Memorial Day

Memorial Day

Families gather at the cemetery to honor
fallen soldiers as the Governor recollects
the Preamble’s invocation of a more perfect union,
America’s freedom and her might.

Out there in the periphery, the place
my effete neighbors call Nowhere or Hicksville
a child shudders in her mothers’ arms,
nose bleeding and head pounding with
the pressure of the fracking brine
pushing out of her skull while the
alien sweet stink wafts up from
the faucet’s brown-yellow water.
Mom’s mascara streaks down her cheeks.
For some reason she still tries.

A mother wipes mustard from her son’s
American flag shirt, annoyed. The Governor
quotes John F. Kennedy, asks that
we do for our country instead of what our
country can do for us. He rose to the rank of
Captain in the National Guard.

The Horns quarter horse mare drank
from the pond since she was a foal.
She went wandering after they drilled
next door and the pond changed color.
Steve kept her away but she got there,
such a creature of habit. Blind, nostrils
enflamed, she stumbled into the barbed
wire fence. She probably would’ve died like
the frogs and the neighbor’s German Shepherd
did later from the TDS, toluene, benzene, and
radium. It was just as well that they shot her.
It took two bullets. The blood never made it
to the pond.

Sacrifice. We give over animals, ourselves, or
possessions to offer fealty, to plead for better days,
or ask for forgiveness, mercy, and justice from
the Almighty. Sometimes it’s in effigy. Other times
in just a simple offering. Or, Jeptha, we
give our daughters’ blood to the lord. The Governor rose to be a
Captain in the National Guard’s 28th Infantry Division.
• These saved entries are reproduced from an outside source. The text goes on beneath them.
//! Transformation dicts
//!
//! A transformation maps argument names to `[celltype, subcelltype, checksum]`
//! pins. Keys starting with `__` carry the output declaration, the language
//! and metadata. Only some of those keys contribute to the transformation
//! checksum; see [`canonical`].

pub mod canonical;
pub mod semantic;

pub use canonical::{register_transformation_dict, tf_get_buffer, transformation_checksum};
pub use semantic::{SemanticKey, SemanticRegistry};

use std::collections::BTreeMap;

use serde_json::{Map, Value as Json};

use crate::checksum::Checksum;
use crate::codec::{Celltype, Value};
use crate::error::{Result, SeamlessError};

pub const LANGUAGE: &str = "__language__";
pub const OUTPUT: &str = "__output__";
pub const AS: &str = "__as__";
pub const FORMAT: &str = "__format__";
pub const META: &str = "__meta__";
pub const ENV: &str = "__env__";
pub const COMPILERS: &str = "__compilers__";
pub const LANGUAGES: &str = "__languages__";
pub const CODE_CHECKSUM: &str = "__code_checksum__";
pub const HASH_PATTERN: &str = "__hash_pattern__";
const SPECIAL_PREFIX: &str = "SPECIAL__";

/// Name of the pin that holds the transformer code
pub const CODE_PIN: &str = "code";

/// One input argument: celltype, subcelltype and semantic checksum
#[derive(Debug, Clone, PartialEq, Eq)]
pub struct Pin {
    pub celltype: Celltype,
    pub subcelltype: Option<String>,
    pub checksum: Option<Checksum>,
}

impl Pin {
    pub fn new(celltype: Celltype, checksum: Checksum) -> Self {
        Self {
            celltype,
            subcelltype: None,
            checksum: Some(checksum),
        }
    }

    pub fn with_subcelltype(mut self, subcelltype: impl Into<String>) -> Self {
        self.subcelltype = Some(subcelltype.into());
        self
    }

    /// Whether the pin checksum may differ from the byte checksum of its buffer
    pub fn is_semantic(&self) -> bool {
        !self.celltype.syntactic_is_semantic()
    }

    fn to_json(&self) -> Json {
        Json::Array(vec![
            Json::String(self.celltype.to_string()),
            self.subcelltype.clone().map(Json::String).unwrap_or(Json::Null),
            self.checksum.map(|c| Json::String(c.to_hex())).unwrap_or(Json::Null),
        ])
    }

    fn from_json(name: &str, value: &Json) -> Result<Self> {
        let items = value
            .as_array()
            .filter(|items| items.len() == 3)
            .ok_or_else(|| invalid(format!("pin '{name}' must be [celltype, subcelltype, checksum]")))?;
        let celltype = items[0]
            .as_str()
            .ok_or_else(|| invalid(format!("pin '{name}' has no celltype")))?
            .parse()?;
        let subcelltype = match &items[1] {
            Json::Null => None,
            Json::String(s) => Some(s.clone()),
            _ => return Err(invalid(format!("pin '{name}' has a malformed subcelltype"))),
        };
        let checksum = Checksum::parse_optional(items[2].as_str())?;
        Ok(Self {
            celltype,
            subcelltype,
            checksum,
        })
    }
}

/// The `__output__` declaration: `(name, celltype, subcelltype[, hash_pattern])`
#[derive(Debug, Clone, PartialEq, Eq)]
pub struct OutputPin {
    pub name: String,
    pub celltype: Celltype,
    pub subcelltype: Option<String>,
    pub hash_pattern: Option<Json>,
}

impl OutputPin {
    pub fn new(name: impl Into<String>, celltype: Celltype) -> Self {
        Self {
            name: name.into(),
            celltype,
            subcelltype: None,
            hash_pattern: None,
        }
    }

    fn to_json(&self) -> Json {
        let mut items = vec![
            Json::String(self.name.clone()),
            Json::String(self.celltype.to_string()),
            self.subcelltype.clone().map(Json::String).unwrap_or(Json::Null),
        ];
        if let Some(hash_pattern) = &self.hash_pattern {
            items.push(hash_pattern.clone());
        }
        Json::Array(items)
    }

    fn from_json(value: &Json) -> Result<Self> {
        let items = value
            .as_array()
            .filter(|items| items.len() == 3 || items.len() == 4)
            .ok_or_else(|| invalid("__output__ must have 3 or 4 items"))?;
        let name = items[0]
            .as_str()
            .ok_or_else(|| invalid("__output__ name must be a string"))?
            .to_string();
        let celltype = items[1]
            .as_str()
            .ok_or_else(|| invalid("__output__ celltype must be a string"))?
            .parse()?;
        let subcelltype = items[2].as_str().map(str::to_string);
        let hash_pattern = items.get(3).filter(|h| !h.is_null()).cloned();
        Ok(Self {
            name,
            celltype,
            subcelltype,
            hash_pattern,
        })
    }
}

/// Fields that travel with a transformation but do not change its checksum
#[derive(Debug, Clone, Default, PartialEq)]
pub struct TransformationDunder {
    pub meta: Option<Json>,
    pub env: Option<Checksum>,
    pub compilers: Option<Json>,
    pub languages: Option<Json>,
}

impl TransformationDunder {
    pub fn is_empty(&self) -> bool {
        self.meta.is_none() && self.env.is_none() && self.compilers.is_none() && self.languages.is_none()
    }

    pub fn to_json(&self) -> Json {
        let mut map = Map::new();
        if let Some(meta) = &self.meta {
            map.insert(META.to_string(), meta.clone());
        }
        if let Some(env) = &self.env {
            map.insert(ENV.to_string(), Json::String(env.to_hex()));
        }
        if let Some(compilers) = &self.compilers {
            map.insert(COMPILERS.to_string(), compilers.clone());
        }
        if let Some(languages) = &self.languages {
            map.insert(LANGUAGES.to_string(), languages.clone());
        }
        Json::Object(map)
    }

    pub fn from_json(value: &Json) -> Result<Self> {
        let map = match value {
            Json::Null => return Ok(Self::default()),
            Json::Object(map) => map,
            _ => return Err(invalid("dunder must be an object")),
        };
        Ok(Self {
            meta: map.get(META).cloned(),
            env: Checksum::parse_optional(map.get(ENV).and_then(Json::as_str))?,
            compilers: map.get(COMPILERS).cloned(),
            languages: map.get(LANGUAGES).cloned(),
        })
    }

    /// Value of a `__meta__` entry
    pub fn meta_flag(&self, key: &str) -> Option<&Json> {
        self.meta.as_ref().and_then(|m| m.get(key))
    }
}

/// A transformation dict with all arguments resolved to checksums
#[derive(Debug, Clone, PartialEq)]
pub struct Transformation {
    pub language: String,
    pub output: OutputPin,
    pub pins: BTreeMap<String, Pin>,
    pub as_: Option<Json>,
    pub format: Option<Json>,
    pub dunder: TransformationDunder,
    /// Syntactic checksum of the code pin, when it differs from the semantic one
    pub code_checksum: Option<Checksum>,
    /// `SPECIAL__*` entries; carried along but never hashed
    pub special: BTreeMap<String, Json>,
}

impl Transformation {
    pub fn new(language: impl Into<String>, output: OutputPin) -> Self {
        Self {
            language: language.into(),
            output,
            pins: BTreeMap::new(),
            as_: None,
            format: None,
            dunder: TransformationDunder::default(),
            code_checksum: None,
            special: BTreeMap::new(),
        }
    }

    pub fn with_pin(mut self, name: impl Into<String>, pin: Pin) -> Self {
        self.pins.insert(name.into(), pin);
        self
    }

    pub fn code(&self) -> Option<&Pin> {
        self.pins.get(CODE_PIN)
    }

    /// Parse a transformation dict, such as the JSON buffer of a transformation
    pub fn from_json(value: &Json) -> Result<Self> {
        let map = value
            .as_object()
            .ok_or_else(|| invalid("transformation must be a JSON object"))?;

        let language = map
            .get(LANGUAGE)
            .and_then(Json::as_str)
            .unwrap_or("python")
            .to_string();
        let output = OutputPin::from_json(map.get(OUTPUT).ok_or_else(|| invalid("missing __output__"))?)?;

        let mut transformation = Transformation::new(language, output);
        transformation.dunder = TransformationDunder::from_json(value)?;
        transformation.as_ = map.get(AS).cloned();
        transformation.format = map.get(FORMAT).cloned();
        transformation.code_checksum = Checksum::parse_optional(map.get(CODE_CHECKSUM).and_then(Json::as_str))?;

        for (key, value) in map {
            if key.starts_with(SPECIAL_PREFIX) {
                transformation.special.insert(key.clone(), value.clone());
                continue;
            }
            if key.starts_with("__") {
                if key == HASH_PATTERN {
                    transformation.special.insert(key.clone(), value.clone());
                }
                continue;
            }
            transformation.pins.insert(key.clone(), Pin::from_json(key, value)?);
        }
        Ok(transformation)
    }

    /// Full dict, including fields that do not contribute to the checksum
    pub fn to_json(&self) -> Json {
        let mut map = match self.dunder.to_json() {
            Json::Object(map) => map,
            _ => Map::new(),
        };
        if let Some(code_checksum) = &self.code_checksum {
            map.insert(CODE_CHECKSUM.to_string(), Json::String(code_checksum.to_hex()));
        }
        for (key, value) in &self.special {
            map.insert(key.clone(), value.clone());
        }
        if let Json::Object(hashed) = canonical::canonical_json(self) {
            map.extend(hashed);
        }
        Json::Object(map)
    }

    /// Overlay dunder fields; only the fields that are set replace existing ones
    pub fn apply_dunder(&mut self, dunder: &TransformationDunder) {
        if dunder.meta.is_some() {
            self.dunder.meta = dunder.meta.clone();
        }
        if dunder.env.is_some() {
            self.dunder.env = dunder.env;
        }
        if dunder.compilers.is_some() {
            self.dunder.compilers = dunder.compilers.clone();
        }
        if dunder.languages.is_some() {
            self.dunder.languages = dunder.languages.clone();
        }
    }

    /// Deep-structure outputs cannot be computed by this engine
    pub fn is_deep(&self) -> bool {
        self.output.hash_pattern.is_some() || self.special.contains_key(HASH_PATTERN)
    }

    /// Name under which a pin is exposed to the code (`__as__` renames)
    pub fn exposed_name<'a>(&'a self, pin: &'a str) -> &'a str {
        self.as_
            .as_ref()
            .and_then(|a| a.get(pin))
            .and_then(Json::as_str)
            .unwrap_or(pin)
    }

    /// Pins in a stable order, excluding the code
    pub fn input_pins(&self) -> impl Iterator<Item = (&String, &Pin)> {
        self.pins.iter().filter(|(name, _)| name.as_str() != CODE_PIN)
    }
}

/// What a pin of a [`TransformationDraft`] refers to before submission
#[derive(Debug, Clone)]
pub enum PinValue {
    Checksum(Checksum),
    /// Inline value, serialized with the pin celltype on preparation
    Value(Value),
    /// The result of another transformation, computed first
    Transformation(Box<TransformationDraft>),
}

/// A transformation whose arguments may still be values or other transformations
#[derive(Debug, Clone)]
pub struct TransformationDraft {
    pub language: String,
    pub output: OutputPin,
    pub pins: BTreeMap<String, (Celltype, Option<String>, PinValue)>,
    pub dunder: TransformationDunder,
}

impl TransformationDraft {
    pub fn new(language: impl Into<String>, output: OutputPin) -> Self {
        Self {
            language: language.into(),
            output,
            pins: BTreeMap::new(),
            dunder: TransformationDunder::default(),
        }
    }

    /// Code pin; python code gets the "transformer" subcelltype
    pub fn code(mut self, celltype: Celltype, source: impl Into<String>) -> Self {
        let subcelltype = (celltype == Celltype::Python).then(|| "transformer".to_string());
        self.pins.insert(
            CODE_PIN.to_string(),
            (celltype, subcelltype, PinValue::Value(Value::Text(source.into()))),
        );
        self
    }

    pub fn pin(mut self, name: impl Into<String>, celltype: Celltype, value: PinValue) -> Self {
        self.pins.insert(name.into(), (celltype, None, value));
        self
    }

    pub fn value(self, name: impl Into<String>, celltype: Celltype, value: impl Into<Value>) -> Self {
        self.pin(name, celltype, PinValue::Value(value.into()))
    }

    pub fn meta(mut self, meta: Json) -> Self {
        self.dunder.meta = Some(meta);
        self
    }
}

fn invalid(message: impl Into<String>) -> SeamlessError {
    SeamlessError::InvalidTransformation(message.into())
}

#[cfg(test)]
mod tests {
    use super::*;
    use serde_json::json;

    fn sample() -> Json {
        json!({
            "__language__": "python",
            "__output__": ["result", "int", null],
            "__meta__": {"duration": "short"},
            "code": ["python", "transformer", "a".repeat(64)],
            "a": ["int", null, "b".repeat(64)],
            "SPECIAL__debug": true,
        })
    }

    #[test]
    fn test_parse_and_render() {
        let tf = Transformation::from_json(&sample()).unwrap();
        assert_eq!(tf.language, "python");
        assert_eq!(tf.output.name, "result");
        assert_eq!(tf.output.celltype, Celltype::Int);
        assert_eq!(tf.pins.len(), 2);
        assert_eq!(tf.code().unwrap().subcelltype.as_deref(), Some("transformer"));
        assert!(tf.special.contains_key("SPECIAL__debug"));
        assert_eq!(tf.dunder.meta, Some(json!({"duration": "short"})));

        let back = Transformation::from_json(&tf.to_json()).unwrap();
        assert_eq!(back, tf);
    }

    #[test]
    fn test_malformed_pin_is_rejected() {
        let bad = json!({"__output__": ["result", "int", null], "a": ["int", null]});
        assert!(matches!(
            Transformation::from_json(&bad),
            Err(SeamlessError::InvalidTransformation(_))
        ));
        let bad_checksum = json!({"__output__": ["result", "int", null], "a": ["int", null, "xyz"]});
        assert!(matches!(
            Transformation::from_json(&bad_checksum),
            Err(SeamlessError::InvalidChecksum(_))
        ));
    }

    #[test]
    fn test_apply_dunder_overlays_set_fields() {
        let mut tf = Transformation::from_json(&sample()).unwrap();
        let dunder = TransformationDunder {
            languages: Some(json!({"rust": {}})),
            ..Default::default()
        };
        tf.apply_dunder(&dunder);
        assert!(tf.dunder.meta.is_some());
        assert!(tf.dunder.languages.is_some());
    }

    #[test]
    fn test_exposed_name_follows_as() {
        let mut tf = Transformation::from_json(&sample()).unwrap();
        tf.as_ = Some(json!({"a": "alpha"}));
        assert_eq!(tf.exposed_name("a"), "alpha");
        assert_eq!(tf.exposed_name("code"), "code");
    }
}
fn to_int(value: &Value) -> Result<i64> {
    let err = |reason: String| SeamlessError::codec("int", reason);
    match value {
        Value::Json(Json::Number(n)) => {
            if let Some(i) = n.as_i64() {
                Ok(i)
            } else {
                match n.as_f64() {
                    Some(f) if f.fract() == 0.0 && f.abs() < i64::MAX as f64 => Ok(f as i64),
                    _ => Err(err(format!("{n} is not an integer"))),
                }
            }
        }
        Value::Json(Json::Bool(b)) => Ok(i64::from(*b)),
        Value::Text(s) | Value::Json(Json::String(s)) => {
            s.trim().parse().map_err(|_| err(format!("'{s}' is not an integer")))
        }
        other => Err(err(format!("cannot convert {other:?}"))),
    }
}

fn to_float(value: &Value) -> Result<f64> {
    let err = |reason: String| SeamlessError::codec("float", reason);
    match value {
        Value::Json(Json::Number(n)) => n.as_f64().ok_or_else(|| err(n.to_string())),
        Value::Json(Json::Bool(b)) => Ok(if *b { 1.0 } else { 0.0 }),
        Value::Text(s) | Value::Json(Json::String(s)) => {
            s.trim().parse().map_err(|_| err(format!("'{s}' is not a number")))
        }
        other => Err(err(format!("cannot convert {other:?}"))),
    }
}

fn to_bool(value: &Value) -> Result<bool> {
    match value {
        Value::Json(Json::Bool(b)) => Ok(*b),
        Value::Json(Json::Number(n)) => Ok(n.as_f64().map(|f| f != 0.0).unwrap_or(false)),
        Value::Json(Json::Null) => Ok(false),
        Value::Text(s) | Value::Json(Json::String(s)) => Ok(!s.is_empty()),
        Value::Json(Json::Array(items)) => Ok(!items.is_empty()),
        Value::Json(Json::Object(map)) => Ok(!map.is_empty()),
        Value::Bytes(b) => Ok(!b.is_empty()),
    }
}

/// Checksum cells hold a hex checksum, or a list/dict of them
fn validate_checksum_value(json: &Json) -> Result<()> {
    match json {
        Json::String(s) => Checksum::from_hex(s).map(|_| ()),
        Json::Null => Ok(()),
        Json::Array(items) => items.iter().try_for_each(validate_checksum_value),
        Json::Object(map) => map.values().try_for_each(validate_checksum_value),
        other => Err(SeamlessError::codec(
            "checksum",
            format!("not a checksum value: {other}"),
        )),
    }
}

#[cfg(test)]
mod tests {
    use super::*;
    use serde_json::json;

    fn round_trip(value: Value, celltype: Celltype) {
        let buffer = serialize(&value, celltype).unwrap();
        let checksum = calculate_checksum(&buffer);
        let back = deserialize(&buffer, Some(&checksum), celltype).unwrap();
        assert_eq!(back, value, "round trip failed for {celltype}");
    }

    /// Store `value`, read it back, and check the buffer is a fixed point
    fn stored(value: Value, celltype: Celltype) -> (Buffer, Value) {
        let buffer = serialize(&value, celltype).unwrap();
        let back = deserialize(&buffer, Some(&calculate_checksum(&buffer)), celltype).unwrap();
        let again = serialize(&back, celltype).unwrap();
        assert_eq!(again, buffer, "{celltype} buffer is not canonical");
        (buffer, back)
    }

    #[test]
    fn test_every_celltype_reaches_a_canonical_buffer() {
        let cases = [
            (Value::Json(json!({"z": 1, "a": [true, null]})), Celltype::Plain),
            (Value::Text("loose text".into()), Celltype::Plain),
            (Value::Text("no newline".into()), Celltype::Str),
            (Value::Json(json!(false)), Celltype::Str),
            (Value::Json(json!(12.5)), Celltype::Str),
            (Value::Text(" 17 ".into()), Celltype::Int),
            (Value::Json(json!(3.0)), Celltype::Float),
            (Value::Json(json!(0)), Celltype::Bool),
            (Value::Text("no newline".into()), Celltype::Text),
            (Value::Text("two\n\n".into()), Celltype::Text),
            (Value::Text("".into()), Celltype::Text),
            (Value::Json(json!({"k": "v"})), Celltype::Yaml),
            (Value::Text("a = 1".into()), Celltype::Python),
            (Value::Text("x: 1".into()), Celltype::Cson),
            (Value::Text("%time f()".into()), Celltype::IPython),
            (Value::Text("under mixed".into()), Celltype::Mixed),
            (Value::Bytes(Bytes::from_static(b"\xffraw")), Celltype::Mixed),
            (Value::Bytes(Bytes::from_static(b"\x00")), Celltype::Binary),
            (Value::Text("line\n".into()), Celltype::Bytes),
            (Value::Json(json!(calculate_checksum(b"x").to_hex())), Celltype::Checksum),
        ];
        for (value, celltype) in cases {
            stored(value, celltype);
        }
    }

    #[test]
    fn test_text_gains_exactly_one_newline() {
        let (buffer, back) = stored(Value::Text("no newline".into()), Celltype::Text);
        assert_eq!(buffer.as_ref(), b"no newline\n");
        assert_eq!(back, Value::Text("no newline\n".into()));

        // A buffer stored elsewhere without the newline reads as-is and canonicalizes on write
        let loose = deserialize(b"no newline", None, Celltype::Text).unwrap();
        assert_eq!(loose, Value::Text("no newline".into()));
        assert_eq!(serialize(&loose, Celltype::Text).unwrap(), buffer);
    }

    #[test]
    fn test_text_values_come_back_as_json_strings() {
        for celltype in [Celltype::Str, Celltype::Plain, Celltype::Mixed] {
            let (_, back) = stored(Value::Text("abc".into()), celltype);
            assert_eq!(back, Value::Json(json!("abc")), "{celltype}");
            assert_eq!(back.as_text(), Some("abc"));
        }
        let (buffer, back) = stored(Value::Json(json!(true)), Celltype::Str);
        assert_eq!(buffer.as_ref(), b"true\n");
        assert_eq!(back, Value::Json(json!(true)));
    }

    #[test]
    fn test_round_trips() {
        round_trip(Value::Json(json!({"b": [1, 2.5, null], "a": "x"})), Celltype::Plain);
        round_trip(Value::Json(json!(42)), Celltype::Int);
        round_trip(Value::Json(json!(2.5)), Celltype::Float);
        round_trip(Value::Json(json!(true)), Celltype::Bool);
        round_trip(Value::Json(json!("hello")), Celltype::Str);
        round_trip(Value::Text("def f():\n    return 1\n".into()), Celltype::Python);
        round_trip(Value::Bytes(Bytes::from_static(b"\x00\x01raw")), Celltype::Bytes);
        round_trip(Value::Json(json!([1, 2, 3])), Celltype::Mixed);
        round_trip(Value::Bytes(Bytes::from_static(b"\x93NUMPY\x01")), Celltype::Mixed);
    }

    #[test]
    fn test_serialization_formats() {
        assert_eq!(serialize(&json!(3).into(), Celltype::Int).unwrap().as_ref(), b"3\n");
        assert_eq!(serialize(&json!("a").into(), Celltype::Str).unwrap().as_ref(), b"\"a\"\n");
        assert_eq!(serialize(&json!(5).into(), Celltype::Str).unwrap().as_ref(), b"\"5\"\n");
        assert_eq!(
            serialize(&Value::Text("x = 1\n\n\n".into()), Celltype::Python).unwrap().as_ref(),
            b"x = 1\n"
        );
        assert_eq!(
            serialize(&Value::Text("payload\n".into()), Celltype::Bytes).unwrap().as_ref(),
            b"payload"
        );
    }

    #[test]
    fn test_checksum_mismatch_is_an_error() {
        let buffer = serialize(&json!(1).into(), Celltype::Int).unwrap();
        let wrong = calculate_checksum(b"something else");
        let err = deserialize(&buffer, Some(&wrong), Celltype::Int).unwrap_err();
        assert!(matches!(err, SeamlessError::ChecksumMismatch { .. }));
    }

    #[test]
    fn test_unvalidated_celltypes_skip_checksum() {
        let wrong = calculate_checksum(b"something else");
        let value = deserialize(b"raw", Some(&wrong), Celltype::Bytes).unwrap();
        assert_eq!(value, Value::Bytes(Bytes::from_static(b"raw")));
    }

    #[test]
    fn test_type_errors() {
        assert!(deserialize(b"2.5\n", None, Celltype::Int).is_err());
        assert!(deserialize(b"\"x\"\n", None, Celltype::Bool).is_err());
        assert!(deserialize(b"\xff\xfe", None, Celltype::Text).is_err());
        assert!(serialize(&Value::Bytes(Bytes::new()), Celltype::Plain).is_err());
        assert!(serialize(&json!("abc").into(), Celltype::Checksum).is_err());
    }

    #[test]
    fn test_celltype_aliases() {
        assert_eq!("silk".parse::<Celltype>().unwrap(), Celltype::Mixed);
        assert_eq!("python".parse::<Celltype>().unwrap(), Celltype::Python);
        assert!("folder".parse::<Celltype>().is_err());
    }

    #[test]
    fn test_syntactic_is_semantic() {
        assert!(Celltype::Plain.syntactic_is_semantic());
        assert!(Celltype::Text.syntactic_is_semantic());
        assert!(!Celltype::Python.syntactic_is_semantic());
        assert!(!Celltype::Yaml.syntactic_is_semantic());
    }
}
//! Configuration types for vekit operations.

pub mod options;
pub use options::NormalizeOptions;
use thiserror::Error;

// Unified error type for vekit

#[derive(Error, Debug)]
pub enum KitError {
    #[error("integer division by zero at element {index}")]
    DivisionByZero { index: usize },
    #[error("batch length mismatch: {left} vs {right} vectors")]
    LengthMismatch { left: usize, right: usize },
    #[error("debug sink write failed: {0}")]
    Sink(#[from] std::io::Error),
}
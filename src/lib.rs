//! vekit: fixed-size generic vectors over seven scalar classes
//!
//! This crate provides 2-, 3- and 4-element vectors over `f32`, `f64`, an extended float class,
//! `i32`, `i64`, `u32` and `u64`, with one uniform operation set (arithmetic, min/max, power,
//! interpolation, clamping, dot product, length, normalization, reflection, debug rendering)
//! defined once and instantiated for all 21 (scalar, dimension) pairs.

pub mod config;
pub mod core;
pub mod error;
pub mod parallel;
pub mod vector;

// Re-exports for convenience
pub use self::config::*;
pub use self::core::*;
pub use self::error::*;
pub use self::vector::*;
//! Comparison-based minimum and maximum.
//!
//! Both helpers return the second argument whenever the comparison is false. That covers ties
//! and any comparison involving a NaN, so `min_of(NaN, x) == x` and `min_of(x, NaN)` is NaN.

/// `a` if `a < b`, otherwise `b`.
#[inline]
pub fn min_of<T: PartialOrd>(a: T, b: T) -> T {
    if a < b { a } else { b }
}

/// `a` if `a > b`, otherwise `b`.
#[inline]
pub fn max_of<T: PartialOrd>(a: T, b: T) -> T {
    if a > b { a } else { b }
}
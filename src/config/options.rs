//! Caller-supplied options for vector operations.
//!
//! This module provides the `NormalizeOptions` struct, which bundles the two guard values of
//! [`Vector::normalize`] so they can be configured once and reused, for example by the batch
//! helpers in [`crate::parallel`]. There is deliberately no `Default`: the near-zero threshold
//! and the fallback vector are always chosen by the caller.

use crate::core::traits::{Dim, Scalar, SupportedDim};
use crate::vector::Vector;

/// Guard values for normalization.
#[derive(Debug, Clone, Copy, PartialEq)]
pub struct NormalizeOptions<T: Scalar, const N: usize>
where
    Dim<N>: SupportedDim,
{
    /// Lengths with `|len| <= eps` are treated as zero
    pub eps: T,

    /// Returned unchanged for zero-length inputs
    pub fallback: Vector<T, N>,
}

impl<T: Scalar, const N: usize> NormalizeOptions<T, N>
where
    Dim<N>: SupportedDim,
{
    pub fn new(eps: T, fallback: Vector<T, N>) -> Self {
        Self { eps, fallback }
    }
}
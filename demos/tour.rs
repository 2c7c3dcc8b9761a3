use std::io::{self, Write};

use log::LevelFilter;
use vekit::*;

fn main() -> Result<(), KitError> {
    env_logger::Builder::new()
        .filter(Some("vekit"), LevelFilter::Trace)
        .parse_default_env()
        .try_init()
        .ok();

    let stdout = io::stdout();
    let mut out = stdout.lock();

    let a = vec3(1.0f32, -2.0, 3.0);
    let b = Vec3f::fill(2.0);
    a.debug(&mut out, "a = ")?;
    b.debug(&mut out, "b = ")?;
    a.add(b).debug(&mut out, "a + b = ")?;
    a.sub(b).debug(&mut out, "a - b = ")?;
    a.mul(b).debug(&mut out, "a * b = ")?;
    a.div(b).debug(&mut out, "a / b = ")?;
    writeln!(out, "dot(a, b) = {:.2}", a.dot(b))?;
    writeln!(out, "len_squared(a) = {:.2}", a.len_squared())?;
    writeln!(out, "len(a) = {:.2}", a.len())?;
    a.normalize(1e-6, Vec3f::fill(0.0))
        .debug(&mut out, "normalize(a) = ")?;
    Vec3f::fill(0.0)
        .normalize(1e-6, vec3(0.0, 0.0, 1.0))
        .debug(&mut out, "normalize(0) = ")?;
    a.reflect(vec3(0.0, 1.0, 0.0))
        .debug(&mut out, "reflect(a, y) = ")?;
    a.clamp(Vec3f::fill(-1.0), Vec3f::fill(1.0))
        .debug(&mut out, "clamp(a, -1, 1) = ")?;
    a.lerp(b, Vec3f::fill(0.5))
        .debug(&mut out, "lerp(a, b, 0.5) = ")?;

    let ua = vec4(8u32, 4, 2, 1);
    let ub = Vec4u::fill(2);
    ua.debug(&mut out, "ua = ")?;
    ua.div(ub).debug(&mut out, "ua / ub = ")?;
    ua.min(ub).debug(&mut out, "min(ua, ub) = ")?;
    ua.max(ub).debug(&mut out, "max(ua, ub) = ")?;
    ua.pow(ub).debug(&mut out, "pow(ua, ub) = ")?;
    vec2(0u32, 1).sub(vec2(1, 1)).debug(&mut out, "wrapped = ")?;

    vec2(Extended(1.0), Extended(2.0)).debug(&mut out, "ld = ")?;
    vec2(-3i64, 4).debug(&mut out, "li = ")?;

    match vec2(1i32, 2).checked_div(vec2(1, 0)) {
        Ok(v) => v.debug(&mut out, "checked = ")?,
        Err(e) => log::warn!("checked_div failed: {}", e),
    }

    Ok(())
}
A retired teacher is arrested on her own property,
spends her savings to stop the Mariner pipeline
from treating her heritage, her legacy, and
her progeny like a nest of insects in need of
containment but hoped-for extermination. It’s
too bad that she speaks English better than
the Yes Men do and her daughter is an
oak seeding a thousand acorns.

A Marine stands during the 21-gun salute. His
stomach turns, knowing his flag is being soaked in
natural gas and burned in front of him. He kneels
on the scarred leg from Desert Storm. The mustard
stains the boy’s shirt. His mother is annoyed.

How can she wash it out?

* * *

*This is another in my poem of the day that I share on Facebook. You can backtrack through the posts or use the tag “Poem of the Day” to read previous entries.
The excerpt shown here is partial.